--- DATA TO USE ---

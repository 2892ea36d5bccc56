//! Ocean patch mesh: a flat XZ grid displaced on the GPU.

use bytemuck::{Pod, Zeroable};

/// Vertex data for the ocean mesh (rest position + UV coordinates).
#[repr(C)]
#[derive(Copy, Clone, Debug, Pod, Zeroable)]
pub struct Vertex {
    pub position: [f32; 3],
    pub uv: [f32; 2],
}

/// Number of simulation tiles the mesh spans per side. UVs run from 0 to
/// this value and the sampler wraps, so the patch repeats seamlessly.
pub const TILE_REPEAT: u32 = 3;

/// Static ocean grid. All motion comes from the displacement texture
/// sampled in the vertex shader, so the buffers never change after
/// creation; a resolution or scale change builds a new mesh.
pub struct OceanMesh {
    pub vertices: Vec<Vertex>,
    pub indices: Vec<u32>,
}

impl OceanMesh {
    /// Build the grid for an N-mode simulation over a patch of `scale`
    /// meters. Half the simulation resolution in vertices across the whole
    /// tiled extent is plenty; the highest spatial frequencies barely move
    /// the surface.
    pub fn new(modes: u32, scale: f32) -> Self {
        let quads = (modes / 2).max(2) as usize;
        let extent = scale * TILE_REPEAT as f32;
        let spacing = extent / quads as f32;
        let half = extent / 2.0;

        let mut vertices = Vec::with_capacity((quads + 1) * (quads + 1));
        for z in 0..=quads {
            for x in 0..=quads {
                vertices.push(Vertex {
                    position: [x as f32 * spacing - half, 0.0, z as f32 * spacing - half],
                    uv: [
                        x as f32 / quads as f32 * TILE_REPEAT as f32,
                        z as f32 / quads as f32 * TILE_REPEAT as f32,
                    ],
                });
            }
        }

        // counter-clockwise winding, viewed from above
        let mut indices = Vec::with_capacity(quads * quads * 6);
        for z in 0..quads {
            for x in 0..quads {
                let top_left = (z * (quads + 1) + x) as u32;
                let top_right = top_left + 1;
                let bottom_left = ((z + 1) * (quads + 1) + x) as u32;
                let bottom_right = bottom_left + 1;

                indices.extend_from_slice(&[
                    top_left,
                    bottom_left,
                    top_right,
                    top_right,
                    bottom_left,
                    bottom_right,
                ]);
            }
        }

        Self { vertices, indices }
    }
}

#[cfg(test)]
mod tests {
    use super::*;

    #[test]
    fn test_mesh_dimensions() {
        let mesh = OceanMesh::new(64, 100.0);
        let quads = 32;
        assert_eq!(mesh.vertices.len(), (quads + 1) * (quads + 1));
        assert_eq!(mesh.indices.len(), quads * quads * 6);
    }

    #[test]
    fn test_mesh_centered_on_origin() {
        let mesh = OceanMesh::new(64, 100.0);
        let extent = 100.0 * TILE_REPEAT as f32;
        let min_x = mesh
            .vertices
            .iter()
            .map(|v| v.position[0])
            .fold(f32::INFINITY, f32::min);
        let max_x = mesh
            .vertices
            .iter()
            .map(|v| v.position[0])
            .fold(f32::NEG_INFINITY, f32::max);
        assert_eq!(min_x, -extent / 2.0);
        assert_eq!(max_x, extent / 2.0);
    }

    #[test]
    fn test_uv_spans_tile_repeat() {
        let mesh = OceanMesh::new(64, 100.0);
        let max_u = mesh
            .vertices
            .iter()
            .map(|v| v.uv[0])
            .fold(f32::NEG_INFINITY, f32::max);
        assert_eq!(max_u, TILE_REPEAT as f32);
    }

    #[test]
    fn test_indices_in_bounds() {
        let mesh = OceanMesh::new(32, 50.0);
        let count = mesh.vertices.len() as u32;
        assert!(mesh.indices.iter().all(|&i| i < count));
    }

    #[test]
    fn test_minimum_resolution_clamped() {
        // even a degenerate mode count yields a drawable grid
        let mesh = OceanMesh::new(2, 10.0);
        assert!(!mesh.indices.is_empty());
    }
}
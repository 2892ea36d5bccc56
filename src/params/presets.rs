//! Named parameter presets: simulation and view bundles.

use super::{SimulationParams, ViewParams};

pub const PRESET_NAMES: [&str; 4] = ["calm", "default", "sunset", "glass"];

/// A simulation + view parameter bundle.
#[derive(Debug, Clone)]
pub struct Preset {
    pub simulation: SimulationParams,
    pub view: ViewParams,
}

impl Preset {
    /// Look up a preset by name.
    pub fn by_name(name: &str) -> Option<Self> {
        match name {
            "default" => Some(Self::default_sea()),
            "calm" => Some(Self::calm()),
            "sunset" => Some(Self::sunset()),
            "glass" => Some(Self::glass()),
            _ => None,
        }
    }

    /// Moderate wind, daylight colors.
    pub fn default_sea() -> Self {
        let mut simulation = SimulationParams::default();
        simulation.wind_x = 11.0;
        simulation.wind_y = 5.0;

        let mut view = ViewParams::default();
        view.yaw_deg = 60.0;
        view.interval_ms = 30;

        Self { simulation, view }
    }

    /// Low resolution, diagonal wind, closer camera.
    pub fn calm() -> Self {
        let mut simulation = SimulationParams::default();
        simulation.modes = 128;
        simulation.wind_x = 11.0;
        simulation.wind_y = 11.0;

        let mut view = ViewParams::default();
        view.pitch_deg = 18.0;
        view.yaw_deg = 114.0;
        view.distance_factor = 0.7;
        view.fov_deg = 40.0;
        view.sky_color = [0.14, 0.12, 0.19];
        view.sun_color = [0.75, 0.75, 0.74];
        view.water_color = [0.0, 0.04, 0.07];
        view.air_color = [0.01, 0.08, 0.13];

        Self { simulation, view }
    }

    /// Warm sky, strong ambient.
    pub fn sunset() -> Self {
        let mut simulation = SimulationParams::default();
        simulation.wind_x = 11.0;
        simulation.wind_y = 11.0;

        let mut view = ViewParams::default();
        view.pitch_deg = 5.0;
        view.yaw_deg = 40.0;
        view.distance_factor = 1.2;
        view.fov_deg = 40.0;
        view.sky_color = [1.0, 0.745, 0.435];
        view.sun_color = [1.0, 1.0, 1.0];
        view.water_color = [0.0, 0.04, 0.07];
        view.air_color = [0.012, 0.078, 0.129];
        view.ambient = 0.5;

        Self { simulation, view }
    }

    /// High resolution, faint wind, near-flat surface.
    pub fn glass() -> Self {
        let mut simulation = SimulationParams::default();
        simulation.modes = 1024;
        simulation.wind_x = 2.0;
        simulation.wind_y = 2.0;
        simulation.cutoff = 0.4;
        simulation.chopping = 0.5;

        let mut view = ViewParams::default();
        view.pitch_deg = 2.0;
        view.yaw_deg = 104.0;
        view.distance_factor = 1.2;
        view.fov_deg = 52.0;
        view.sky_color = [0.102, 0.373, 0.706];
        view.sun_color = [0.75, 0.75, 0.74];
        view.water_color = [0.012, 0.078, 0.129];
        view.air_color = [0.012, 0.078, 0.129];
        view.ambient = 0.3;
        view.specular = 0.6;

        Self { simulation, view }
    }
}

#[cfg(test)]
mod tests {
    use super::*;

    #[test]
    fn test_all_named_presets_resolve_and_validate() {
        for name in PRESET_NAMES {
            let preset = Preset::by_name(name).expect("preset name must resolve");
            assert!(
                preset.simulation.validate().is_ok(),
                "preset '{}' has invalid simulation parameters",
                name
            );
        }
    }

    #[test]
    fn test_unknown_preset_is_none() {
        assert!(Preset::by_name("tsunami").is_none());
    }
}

---
--- DATA TO USE ---

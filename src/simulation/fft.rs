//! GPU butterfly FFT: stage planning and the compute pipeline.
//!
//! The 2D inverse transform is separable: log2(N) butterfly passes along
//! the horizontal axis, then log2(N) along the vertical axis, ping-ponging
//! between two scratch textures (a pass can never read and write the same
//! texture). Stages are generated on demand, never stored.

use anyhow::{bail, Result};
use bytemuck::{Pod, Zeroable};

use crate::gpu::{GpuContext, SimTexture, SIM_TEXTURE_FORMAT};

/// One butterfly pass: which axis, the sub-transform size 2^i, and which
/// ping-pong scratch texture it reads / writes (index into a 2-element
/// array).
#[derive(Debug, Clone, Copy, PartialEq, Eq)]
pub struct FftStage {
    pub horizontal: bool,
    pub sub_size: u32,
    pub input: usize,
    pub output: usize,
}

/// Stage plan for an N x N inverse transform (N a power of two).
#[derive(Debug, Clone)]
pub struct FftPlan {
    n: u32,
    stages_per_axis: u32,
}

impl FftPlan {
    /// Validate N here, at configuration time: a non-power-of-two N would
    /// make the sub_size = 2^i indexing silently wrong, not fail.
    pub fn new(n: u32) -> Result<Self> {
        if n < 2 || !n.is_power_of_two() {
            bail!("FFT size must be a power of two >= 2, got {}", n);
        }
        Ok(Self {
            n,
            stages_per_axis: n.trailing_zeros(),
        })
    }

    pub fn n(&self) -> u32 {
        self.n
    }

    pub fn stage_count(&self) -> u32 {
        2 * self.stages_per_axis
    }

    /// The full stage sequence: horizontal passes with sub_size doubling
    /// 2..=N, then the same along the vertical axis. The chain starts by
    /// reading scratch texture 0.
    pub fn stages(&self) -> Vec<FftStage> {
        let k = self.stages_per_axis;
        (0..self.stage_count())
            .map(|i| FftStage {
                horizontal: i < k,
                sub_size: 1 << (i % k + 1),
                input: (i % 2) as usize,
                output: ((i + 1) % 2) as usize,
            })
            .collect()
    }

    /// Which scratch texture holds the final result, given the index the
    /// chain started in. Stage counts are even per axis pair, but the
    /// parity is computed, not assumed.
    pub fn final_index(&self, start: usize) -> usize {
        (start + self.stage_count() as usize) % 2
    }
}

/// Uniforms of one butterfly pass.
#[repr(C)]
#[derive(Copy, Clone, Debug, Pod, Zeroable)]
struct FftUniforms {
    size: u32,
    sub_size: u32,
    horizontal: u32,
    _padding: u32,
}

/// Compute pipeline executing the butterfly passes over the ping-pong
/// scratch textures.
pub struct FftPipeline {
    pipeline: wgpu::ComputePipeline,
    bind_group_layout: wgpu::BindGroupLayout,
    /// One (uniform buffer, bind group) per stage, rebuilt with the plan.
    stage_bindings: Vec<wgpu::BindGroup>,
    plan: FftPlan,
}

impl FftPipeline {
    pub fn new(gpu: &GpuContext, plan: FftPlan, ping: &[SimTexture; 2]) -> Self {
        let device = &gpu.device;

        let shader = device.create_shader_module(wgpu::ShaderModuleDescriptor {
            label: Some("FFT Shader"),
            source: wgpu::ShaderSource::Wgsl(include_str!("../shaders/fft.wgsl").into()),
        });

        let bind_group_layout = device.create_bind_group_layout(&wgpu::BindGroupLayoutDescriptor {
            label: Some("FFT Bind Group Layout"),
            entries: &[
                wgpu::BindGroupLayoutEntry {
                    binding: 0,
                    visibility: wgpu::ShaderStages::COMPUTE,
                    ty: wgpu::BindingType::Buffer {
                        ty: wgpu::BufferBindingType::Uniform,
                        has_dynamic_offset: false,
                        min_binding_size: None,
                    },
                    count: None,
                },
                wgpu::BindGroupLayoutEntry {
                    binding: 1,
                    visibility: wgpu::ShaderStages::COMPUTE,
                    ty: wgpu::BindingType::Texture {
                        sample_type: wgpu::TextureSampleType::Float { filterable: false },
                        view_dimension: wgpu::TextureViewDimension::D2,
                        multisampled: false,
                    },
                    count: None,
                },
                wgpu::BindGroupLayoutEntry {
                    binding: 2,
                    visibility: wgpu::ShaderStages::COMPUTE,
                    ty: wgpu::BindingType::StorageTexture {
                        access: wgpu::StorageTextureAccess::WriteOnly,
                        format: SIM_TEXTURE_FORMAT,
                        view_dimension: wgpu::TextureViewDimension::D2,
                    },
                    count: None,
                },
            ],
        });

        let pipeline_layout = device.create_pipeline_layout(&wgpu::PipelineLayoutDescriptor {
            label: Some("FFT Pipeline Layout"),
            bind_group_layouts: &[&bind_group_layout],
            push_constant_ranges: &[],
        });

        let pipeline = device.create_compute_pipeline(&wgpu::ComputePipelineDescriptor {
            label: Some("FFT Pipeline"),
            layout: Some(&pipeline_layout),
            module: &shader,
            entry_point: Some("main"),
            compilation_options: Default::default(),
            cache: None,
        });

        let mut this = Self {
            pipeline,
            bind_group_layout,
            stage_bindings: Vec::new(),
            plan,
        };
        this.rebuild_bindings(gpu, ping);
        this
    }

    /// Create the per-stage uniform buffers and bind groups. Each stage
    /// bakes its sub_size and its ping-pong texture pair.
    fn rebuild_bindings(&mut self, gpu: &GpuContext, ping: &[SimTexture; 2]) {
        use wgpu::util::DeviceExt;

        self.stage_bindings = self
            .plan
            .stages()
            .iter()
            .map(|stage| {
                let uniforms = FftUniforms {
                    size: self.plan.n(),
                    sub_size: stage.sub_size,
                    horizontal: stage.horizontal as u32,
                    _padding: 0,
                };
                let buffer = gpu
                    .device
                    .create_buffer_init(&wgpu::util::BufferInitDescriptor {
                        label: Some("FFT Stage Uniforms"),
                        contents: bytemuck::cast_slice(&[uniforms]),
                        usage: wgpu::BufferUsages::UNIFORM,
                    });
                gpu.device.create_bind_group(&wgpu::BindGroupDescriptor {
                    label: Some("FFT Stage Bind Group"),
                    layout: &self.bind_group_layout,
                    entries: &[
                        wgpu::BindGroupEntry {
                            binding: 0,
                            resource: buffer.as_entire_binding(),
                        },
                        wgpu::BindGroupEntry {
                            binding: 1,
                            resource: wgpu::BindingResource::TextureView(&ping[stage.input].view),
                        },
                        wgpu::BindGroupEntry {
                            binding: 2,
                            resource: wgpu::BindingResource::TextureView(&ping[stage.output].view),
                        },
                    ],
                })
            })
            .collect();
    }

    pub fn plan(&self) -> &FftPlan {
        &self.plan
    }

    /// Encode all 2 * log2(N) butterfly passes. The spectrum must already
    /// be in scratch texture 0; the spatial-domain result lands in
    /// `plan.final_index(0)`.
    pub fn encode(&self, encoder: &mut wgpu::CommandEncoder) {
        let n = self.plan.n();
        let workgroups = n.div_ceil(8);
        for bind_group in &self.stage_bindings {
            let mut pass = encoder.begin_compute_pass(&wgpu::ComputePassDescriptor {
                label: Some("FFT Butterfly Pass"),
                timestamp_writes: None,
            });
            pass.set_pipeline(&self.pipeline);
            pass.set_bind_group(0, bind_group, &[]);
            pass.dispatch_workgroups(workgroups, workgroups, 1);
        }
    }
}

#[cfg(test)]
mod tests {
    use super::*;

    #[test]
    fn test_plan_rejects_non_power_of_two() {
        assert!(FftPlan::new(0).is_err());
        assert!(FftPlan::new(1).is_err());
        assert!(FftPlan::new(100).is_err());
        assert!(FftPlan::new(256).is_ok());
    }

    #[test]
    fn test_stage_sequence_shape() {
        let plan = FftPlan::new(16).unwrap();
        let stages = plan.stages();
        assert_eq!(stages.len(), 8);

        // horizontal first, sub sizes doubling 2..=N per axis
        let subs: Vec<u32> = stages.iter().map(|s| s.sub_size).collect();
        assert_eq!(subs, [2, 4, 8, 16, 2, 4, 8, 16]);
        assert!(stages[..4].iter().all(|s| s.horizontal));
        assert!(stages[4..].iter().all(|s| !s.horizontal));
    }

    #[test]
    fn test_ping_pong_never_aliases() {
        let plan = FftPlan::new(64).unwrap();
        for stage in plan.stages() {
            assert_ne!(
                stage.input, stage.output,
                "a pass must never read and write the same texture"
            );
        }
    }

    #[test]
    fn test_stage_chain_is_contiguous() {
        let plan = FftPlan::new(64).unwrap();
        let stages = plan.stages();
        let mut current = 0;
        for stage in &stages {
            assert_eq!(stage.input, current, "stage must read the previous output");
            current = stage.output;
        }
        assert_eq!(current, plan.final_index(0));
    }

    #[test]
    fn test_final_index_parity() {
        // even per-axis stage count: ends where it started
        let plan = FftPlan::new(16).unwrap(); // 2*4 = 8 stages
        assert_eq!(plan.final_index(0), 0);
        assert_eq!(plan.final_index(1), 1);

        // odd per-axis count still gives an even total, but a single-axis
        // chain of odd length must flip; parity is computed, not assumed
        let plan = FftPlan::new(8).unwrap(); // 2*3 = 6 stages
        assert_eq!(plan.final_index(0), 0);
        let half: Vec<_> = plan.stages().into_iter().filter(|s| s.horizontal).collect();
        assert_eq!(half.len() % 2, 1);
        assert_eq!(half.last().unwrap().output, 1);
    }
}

---
--- DATA TO USE ---

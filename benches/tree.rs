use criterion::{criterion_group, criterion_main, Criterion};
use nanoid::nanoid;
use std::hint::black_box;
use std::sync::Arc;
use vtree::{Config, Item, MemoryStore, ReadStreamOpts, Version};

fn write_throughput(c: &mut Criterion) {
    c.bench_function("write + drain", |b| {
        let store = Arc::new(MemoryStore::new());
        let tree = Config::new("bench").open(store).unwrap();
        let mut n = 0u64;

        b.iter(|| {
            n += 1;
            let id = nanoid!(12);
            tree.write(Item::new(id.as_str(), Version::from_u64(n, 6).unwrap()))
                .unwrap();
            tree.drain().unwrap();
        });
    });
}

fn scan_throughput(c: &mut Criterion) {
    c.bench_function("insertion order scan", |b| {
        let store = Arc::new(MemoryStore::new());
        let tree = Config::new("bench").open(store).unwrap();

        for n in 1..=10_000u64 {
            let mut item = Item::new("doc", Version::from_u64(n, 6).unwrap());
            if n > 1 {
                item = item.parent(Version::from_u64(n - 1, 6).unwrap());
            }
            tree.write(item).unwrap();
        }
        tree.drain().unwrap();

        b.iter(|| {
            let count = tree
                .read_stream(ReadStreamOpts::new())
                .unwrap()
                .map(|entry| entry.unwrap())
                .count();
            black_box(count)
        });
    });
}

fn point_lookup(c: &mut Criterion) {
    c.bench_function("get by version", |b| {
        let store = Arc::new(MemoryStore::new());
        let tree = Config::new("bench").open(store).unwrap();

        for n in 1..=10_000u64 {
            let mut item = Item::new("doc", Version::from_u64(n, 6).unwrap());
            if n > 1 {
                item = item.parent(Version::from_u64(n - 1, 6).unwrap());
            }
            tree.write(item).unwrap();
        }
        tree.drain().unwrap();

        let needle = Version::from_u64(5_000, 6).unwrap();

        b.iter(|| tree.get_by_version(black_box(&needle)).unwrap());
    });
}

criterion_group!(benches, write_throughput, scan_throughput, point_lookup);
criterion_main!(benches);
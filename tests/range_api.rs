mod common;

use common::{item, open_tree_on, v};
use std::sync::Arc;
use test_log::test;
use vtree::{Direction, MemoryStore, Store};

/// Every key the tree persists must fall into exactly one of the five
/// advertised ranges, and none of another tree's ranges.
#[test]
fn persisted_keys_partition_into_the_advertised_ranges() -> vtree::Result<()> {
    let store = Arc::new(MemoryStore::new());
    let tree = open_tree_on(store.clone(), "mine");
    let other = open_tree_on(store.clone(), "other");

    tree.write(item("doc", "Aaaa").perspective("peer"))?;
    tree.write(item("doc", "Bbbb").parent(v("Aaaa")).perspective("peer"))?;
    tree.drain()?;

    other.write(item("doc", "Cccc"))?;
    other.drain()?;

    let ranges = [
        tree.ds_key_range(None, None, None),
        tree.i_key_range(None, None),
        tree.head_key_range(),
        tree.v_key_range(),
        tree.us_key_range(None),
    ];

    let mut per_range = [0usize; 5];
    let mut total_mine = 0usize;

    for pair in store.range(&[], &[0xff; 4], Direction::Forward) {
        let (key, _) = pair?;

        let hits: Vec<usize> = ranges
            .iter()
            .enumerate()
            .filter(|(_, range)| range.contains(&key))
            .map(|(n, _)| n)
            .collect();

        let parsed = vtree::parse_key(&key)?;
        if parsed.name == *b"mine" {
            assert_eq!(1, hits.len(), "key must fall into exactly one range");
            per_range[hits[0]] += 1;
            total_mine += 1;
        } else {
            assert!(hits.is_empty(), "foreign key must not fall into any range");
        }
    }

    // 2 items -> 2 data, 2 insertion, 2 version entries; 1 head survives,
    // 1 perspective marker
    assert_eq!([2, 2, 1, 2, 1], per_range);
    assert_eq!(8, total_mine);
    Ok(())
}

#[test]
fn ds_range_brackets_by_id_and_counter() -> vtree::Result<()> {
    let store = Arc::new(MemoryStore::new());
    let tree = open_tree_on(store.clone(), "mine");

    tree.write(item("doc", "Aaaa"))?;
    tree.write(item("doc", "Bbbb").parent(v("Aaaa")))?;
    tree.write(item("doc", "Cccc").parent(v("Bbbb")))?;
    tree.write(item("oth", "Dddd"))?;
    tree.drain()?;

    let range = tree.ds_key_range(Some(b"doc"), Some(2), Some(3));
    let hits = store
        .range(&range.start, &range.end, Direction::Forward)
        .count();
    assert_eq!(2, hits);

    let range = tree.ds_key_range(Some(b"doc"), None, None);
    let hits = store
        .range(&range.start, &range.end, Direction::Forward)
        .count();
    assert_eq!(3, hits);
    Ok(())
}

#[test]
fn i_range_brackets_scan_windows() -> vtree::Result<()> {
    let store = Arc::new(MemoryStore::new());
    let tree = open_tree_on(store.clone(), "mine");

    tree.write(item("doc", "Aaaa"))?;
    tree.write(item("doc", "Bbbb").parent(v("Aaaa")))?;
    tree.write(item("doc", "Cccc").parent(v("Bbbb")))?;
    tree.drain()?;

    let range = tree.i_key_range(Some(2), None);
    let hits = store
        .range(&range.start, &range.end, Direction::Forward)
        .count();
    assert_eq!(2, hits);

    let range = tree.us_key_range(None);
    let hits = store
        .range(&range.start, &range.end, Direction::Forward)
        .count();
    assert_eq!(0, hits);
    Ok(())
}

---

- **YOUR ASSIGNMENT**: Tell how many lines in the data hold the string "spatial", giving the number by itself.

- **TASK RESULT**: 2